Senior lawyer Sanjay Hegde said the book could have been published in India if “someone was brave enough to print it” as only its import was banned, not its publication.
“But after all the brouhaha, nobody wanted to print it in India.”
In 2012, the government of Rajasthan state sought the arrest, external of four Indian authors – Hari Kunzru, Ruchir Joshi, Amitava Kumar and Jeet Thayil – after they downloaded a few passages from the Satanic Verses and read them out at a literary festival in the city.
At the time, many legal experts were of the opinion that downloading a book whose import had been banned could not be considered a crime. But online copies of the book have been hard to find in India.

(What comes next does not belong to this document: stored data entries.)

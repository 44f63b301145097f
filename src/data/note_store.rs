use crate::data::day_key::DayKey;
use crate::data::error::PlannerError;
use crate::data::holiday::HolidayTable;
use std::collections::BTreeMap;

#[derive(Clone, Debug, PartialEq)]
pub struct NoteEntry {
    pub text: String,
    /// Fixed at construction; a holiday entry never takes user text.
    pub holiday_name: Option<String>,
}

impl NoteEntry {
    pub fn is_holiday(&self) -> bool {
        self.holiday_name.is_some()
    }
}

/// Owns the note text of every day in the planner year.
#[derive(Debug)]
pub struct NoteStore {
    entries: BTreeMap<DayKey, NoteEntry>,
}

impl NoteStore {
    pub fn new(holidays: &HolidayTable) -> Self {
        let entries = DayKey::all()
            .map(|key| {
                let entry = NoteEntry {
                    text: String::new(),
                    holiday_name: holidays.name_for(key).map(str::to_string),
                };
                (key, entry)
            })
            .collect();
        NoteStore { entries }
    }

    pub fn entry(&self, key: DayKey) -> &NoteEntry {
        // Every valid key gets an entry in `new`.
        &self.entries[&key]
    }

    pub fn get(&self, key: DayKey) -> &str {
        &self.entry(key).text
    }

    pub fn is_holiday(&self, key: DayKey) -> bool {
        self.entry(key).is_holiday()
    }

    /// Replaces the text of `key`. The text is stored as given.
    pub fn set(&mut self, key: DayKey, text: &str) -> Result<(), PlannerError> {
        let entry = self
            .entries
            .get_mut(&key)
            .ok_or_else(|| PlannerError::InvalidDayKey(key.to_string()))?;
        if entry.is_holiday() {
            return Err(PlannerError::InvalidTarget(key));
        }
        entry.text = text.to_string();
        Ok(())
    }

    /// Trimmed text of every entry that is not blank, in calendar order.
    pub fn snapshot_non_empty(&self) -> BTreeMap<DayKey, String> {
        self.entries
            .iter()
            .filter_map(|(key, entry)| {
                let trimmed = entry.text.trim();
                (!trimmed.is_empty()).then(|| (*key, trimmed.to_string()))
            })
            .collect()
    }

    /// Applies a loaded notes mapping. Notes on holiday days cannot be
    /// applied; their keys are returned.
    pub fn restore(&mut self, notes: BTreeMap<DayKey, String>) -> Vec<DayKey> {
        notes
            .into_iter()
            .filter_map(|(key, text)| self.set(key, &text).err().map(|_| key))
            .collect()
    }

    #[cfg(test)]
    pub fn len(&self) -> usize {
        self.entries.len()
    }
}

#[cfg(test)]
mod tests {
    use super::*;

    fn key(m: u32, d: u32) -> DayKey {
        DayKey::new(m, d).unwrap()
    }

    fn store() -> NoteStore {
        NoteStore::new(&HolidayTable::brazil_2025())
    }

    #[test]
    fn test_new_has_one_entry_per_day() {
        let s = store();
        assert_eq!(s.len(), 365);
        assert!(s.snapshot_non_empty().is_empty());
    }

    #[test]
    fn test_get_defaults_to_empty() {
        assert_eq!(store().get(key(3, 15)), "");
    }

    #[test]
    fn test_set_then_get() {
        let mut s = store();
        s.set(key(3, 15), "Dentist 3pm").unwrap();
        assert_eq!(s.get(key(3, 15)), "Dentist 3pm");
    }

    #[test]
    fn test_set_preserves_whitespace() {
        let mut s = store();
        s.set(key(3, 15), "  two  spaces ").unwrap();
        assert_eq!(s.get(key(3, 15)), "  two  spaces ");
    }

    #[test]
    fn test_set_on_holiday_fails_and_leaves_state() {
        let mut s = store();
        let err = s.set(key(1, 1), "party").unwrap_err();
        assert!(matches!(err, PlannerError::InvalidTarget(k) if k == key(1, 1)));
        assert_eq!(s.get(key(1, 1)), "");
        assert!(s.snapshot_non_empty().is_empty());
    }

    #[test]
    fn test_holiday_flags_match_table() {
        let table = HolidayTable::brazil_2025();
        let s = NoteStore::new(&table);
        for k in DayKey::all() {
            let entry = s.entry(k);
            assert_eq!(entry.is_holiday(), table.is_holiday(k.month(), k.day()));
            assert_eq!(entry.holiday_name.as_deref(), table.name_for(k));
        }
    }

    #[test]
    fn test_snapshot_skips_blank_and_trims() {
        let mut s = store();
        s.set(key(3, 15), "  Dentist 3pm \n").unwrap();
        s.set(key(3, 16), "   \n\t").unwrap();
        s.set(key(3, 17), "").unwrap();
        let snap = s.snapshot_non_empty();
        assert_eq!(snap.len(), 1);
        assert_eq!(snap[&key(3, 15)], "Dentist 3pm");
    }

    #[test]
    fn test_restore_skips_holidays() {
        let mut s = store();
        let mut notes = BTreeMap::new();
        notes.insert(key(1, 1), "should not apply".to_string());
        notes.insert(key(1, 2), "back to work".to_string());
        assert_eq!(s.restore(notes), vec![key(1, 1)]);
        assert_eq!(s.get(key(1, 1)), "");
        assert_eq!(s.get(key(1, 2)), "back to work");
    }
}
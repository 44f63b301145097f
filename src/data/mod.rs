pub mod active_month;
pub mod day_key;
pub mod error;
pub mod gateway;
pub mod holiday;
pub mod note_store;
pub mod persistence;
pub mod settings;
pub mod undo;

pub use day_key::DayKey;
pub use gateway::PersistenceGateway;
pub use holiday::{HolidayData, HolidayTable};
pub use persistence::Persistable;
pub use settings::{FontSpec, HexColor, Settings};
use crate::data::DayKey;
use crate::planner::{AutosavePolicy, DisplayData, PlannerController, SaveState};
use anyhow::{Context, Result};
use std::path::Path;

pub fn show(data_dir: &Path, key: &str) -> Result<()> {
    let key: DayKey = key.parse()?;
    let planner = super::open_planner(data_dir, AutosavePolicy::Immediate)?;
    write_day(key, &planner.display_data(key), &mut std::io::stdout())
}

pub fn set(data_dir: &Path, key: &str, text: &str) -> Result<()> {
    let key: DayKey = key.parse()?;
    let mut planner = super::open_planner(data_dir, AutosavePolicy::Immediate)?;
    set_note(&mut planner, key, text)?;
    println!("Saved {key}");
    Ok(())
}

pub fn list(data_dir: &Path) -> Result<()> {
    let planner = super::open_planner(data_dir, AutosavePolicy::Immediate)?;
    write_notes(&planner, &mut std::io::stdout())
}

/// Stores trimmed `text` for `key` and fails unless it reached disk.
pub(crate) fn set_note(planner: &mut PlannerController, key: DayKey, text: &str) -> Result<()> {
    match planner.on_edit(key, text.trim())? {
        SaveState::Failed(msg) => anyhow::bail!("note for {key} not saved: {msg}"),
        SaveState::Saved | SaveState::Pending => {}
    }
    planner
        .on_shutdown()
        .with_context(|| format!("failed to save note for {key}"))
}

pub(crate) fn write_day<W: std::io::Write>(
    key: DayKey,
    data: &DisplayData,
    out: &mut W,
) -> Result<()> {
    let date = key.date().format("%a %d %b %Y");
    match &data.holiday_name {
        Some(name) => writeln!(out, "{key} ({date}) holiday: {name}")?,
        None if data.text.trim().is_empty() => writeln!(out, "{key} ({date}) no note")?,
        None => {
            writeln!(out, "{key} ({date})")?;
            for line in data.text.lines() {
                writeln!(out, "  {line}")?;
            }
        }
    }
    Ok(())
}

pub(crate) fn write_notes<W: std::io::Write>(planner: &PlannerController, out: &mut W) -> Result<()> {
    let notes = planner.notes().snapshot_non_empty();
    writeln!(out, "Notes")?;
    writeln!(out, "---")?;
    for (key, text) in &notes {
        let first = text.lines().next().unwrap_or_default();
        let more = if text.lines().count() > 1 { " …" } else { "" };
        writeln!(out, "  {:<8} {first}{more}", key.to_string())?;
    }
    writeln!(out, "---")?;
    writeln!(out, "Total: {} note(s)", notes.len())?;
    Ok(())
}

#[cfg(test)]
mod tests {
    use super::*;
    use crate::data::{HolidayTable, PersistenceGateway};
    use tempfile::TempDir;

    fn key(m: u32, d: u32) -> DayKey {
        DayKey::new(m, d).unwrap()
    }

    fn planner(tmp: &TempDir) -> PlannerController {
        PlannerController::open(
            PersistenceGateway::new(tmp.path()),
            &HolidayTable::brazil_2025(),
            AutosavePolicy::Immediate,
        )
        .0
    }

    #[test]
    fn test_set_note_trims_and_persists() {
        let tmp = TempDir::new().unwrap();
        let mut p = planner(&tmp);
        set_note(&mut p, key(3, 15), "  Dentist 3pm \n").unwrap();
        assert_eq!(planner(&tmp).notes().get(key(3, 15)), "Dentist 3pm");
    }

    #[test]
    fn test_set_note_on_holiday_fails() {
        let tmp = TempDir::new().unwrap();
        let mut p = planner(&tmp);
        let err = set_note(&mut p, key(12, 25), "gifts").unwrap_err();
        assert!(err.to_string().contains("holiday"));
    }

    #[test]
    fn test_write_day_holiday() {
        let tmp = TempDir::new().unwrap();
        let p = planner(&tmp);
        let mut buf = Vec::new();
        write_day(key(1, 1), &p.display_data(key(1, 1)), &mut buf).unwrap();
        let out = String::from_utf8(buf).unwrap();
        assert!(out.contains("holiday: Ano Novo"));
    }

    #[test]
    fn test_write_day_note_and_empty() {
        let tmp = TempDir::new().unwrap();
        let mut p = planner(&tmp);
        p.on_edit(key(3, 15), "line one\nline two").unwrap();
        let mut buf = Vec::new();
        write_day(key(3, 15), &p.display_data(key(3, 15)), &mut buf).unwrap();
        write_day(key(3, 16), &p.display_data(key(3, 16)), &mut buf).unwrap();
        let out = String::from_utf8(buf).unwrap();
        assert!(out.contains("  line one\n  line two\n"));
        assert!(out.contains("3_16"));
        assert!(out.contains("no note"));
    }

    #[test]
    fn test_write_notes_lists_in_calendar_order() {
        let tmp = TempDir::new().unwrap();
        let mut p = planner(&tmp);
        p.on_edit(key(10, 1), "later").unwrap();
        p.on_edit(key(2, 1), "earlier").unwrap();
        let mut buf = Vec::new();
        write_notes(&p, &mut buf).unwrap();
        let out = String::from_utf8(buf).unwrap();
        assert!(out.find("earlier").unwrap() < out.find("later").unwrap());
        assert!(out.contains("Total: 2 note(s)"));
    }
}
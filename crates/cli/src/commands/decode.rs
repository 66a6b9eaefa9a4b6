//! `authflow decode`: print the claims of a compact token

use clap::Args;

use crate::output::{self, OutputFormat};

#[derive(Args, Debug)]
pub struct DecodeArgs {
    /// Compact token (`header.payload.signature`)
    pub token: String,
}

pub fn execute(args: DecodeArgs, format: OutputFormat) -> anyhow::Result<()> {
    let claims = authflow_e2e::token::decode(args.token.trim())?;
    output::print_value(&claims, format);
    Ok(())
}
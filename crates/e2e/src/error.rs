//! Error types for E2E scenarios

use thiserror::Error;

#[derive(Error, Debug)]
pub enum E2eError {
    #[error("Timed out after {timeout_ms} ms waiting for: {condition}")]
    NavigationTimeout { condition: String, timeout_ms: u64 },

    #[error("Element not found: {0}")]
    NotFound(String),

    #[error("Token decode error: {0}")]
    DecodeError(String),

    #[error("Unexpected status from {method} {url}: got {got}, want {want}")]
    UnexpectedStatus {
        method: String,
        url: String,
        got: u16,
        want: u16,
    },

    #[error("Assertion failed: {0}")]
    AssertionFailed(String),

    #[error("Browser error: {0}")]
    Browser(String),

    #[error("Scenario spec parse error: {0}")]
    SpecParse(String),

    #[error("Unknown artifact reference: {0}")]
    MissingArtifact(String),

    #[error("Invalid configuration: {0}")]
    Config(String),

    #[error("IO error: {0}")]
    Io(#[from] std::io::Error),

    #[error("JSON error: {0}")]
    Json(#[from] serde_json::Error),

    #[error("YAML error: {0}")]
    Yaml(#[from] serde_yaml::Error),

    #[error("TOML error: {0}")]
    Toml(#[from] toml::de::Error),

    #[error("HTTP error: {0}")]
    Http(#[from] reqwest::Error),

    #[error("URL error: {0}")]
    Url(#[from] url::ParseError),
}

impl E2eError {
    /// Stable identifier recorded in result reports.
    pub fn kind(&self) -> &'static str {
        match self {
            E2eError::NavigationTimeout { .. } => "navigation_timeout",
            E2eError::NotFound(_) => "not_found",
            E2eError::DecodeError(_) => "decode_error",
            E2eError::UnexpectedStatus { .. } => "unexpected_status",
            E2eError::AssertionFailed(_) => "assertion_failure",
            E2eError::Browser(_) => "browser",
            E2eError::SpecParse(_) => "spec_parse",
            E2eError::MissingArtifact(_) => "missing_artifact",
            E2eError::Config(_) => "config",
            E2eError::Io(_) => "io",
            E2eError::Json(_) => "json",
            E2eError::Yaml(_) => "yaml",
            E2eError::Toml(_) => "toml",
            E2eError::Http(_) => "http",
            E2eError::Url(_) => "url",
        }
    }

    pub(crate) fn assertion(message: impl Into<String>) -> Self {
        E2eError::AssertionFailed(message.into())
    }
}

impl From<chromiumoxide::error::CdpError> for E2eError {
    fn from(e: chromiumoxide::error::CdpError) -> Self {
        E2eError::Browser(e.to_string())
    }
}

pub type E2eResult<T> = Result<T, E2eError>;

#[cfg(test)]
mod tests {
    use super::*;

    #[test]
    fn test_unexpected_status_message_names_both_codes() {
        let err = E2eError::UnexpectedStatus {
            method: "POST".to_string(),
            url: "https://localhost:8443/cas/actuator/attributeConsent/import".to_string(),
            got: 400,
            want: 201,
        };
        let msg = err.to_string();
        assert!(msg.contains("got 400"));
        assert!(msg.contains("want 201"));
        assert_eq!(err.kind(), "unexpected_status");
    }

    #[test]
    fn test_timeout_is_distinct_from_assertion() {
        let timeout = E2eError::NavigationTimeout {
            condition: "#confirm visible".to_string(),
            timeout_ms: 500,
        };
        let assertion = E2eError::assertion("text mismatch");
        assert_ne!(timeout.kind(), assertion.kind());
    }
}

Rushdie, 76, continues to face threats over his outspoken views on Islam.
In 2022, he lost an eye and spent six weeks in hospital after being stabbed up to 10 times on stage at an event in New York state. The suspect, Hadi Matar, has been charged with attempted murder.
In his recent memoir, the writer has criticised the response to his book, noting that “no properly authorised body [in India] had reviewed the book, nor was there any semblance of a judicial process”.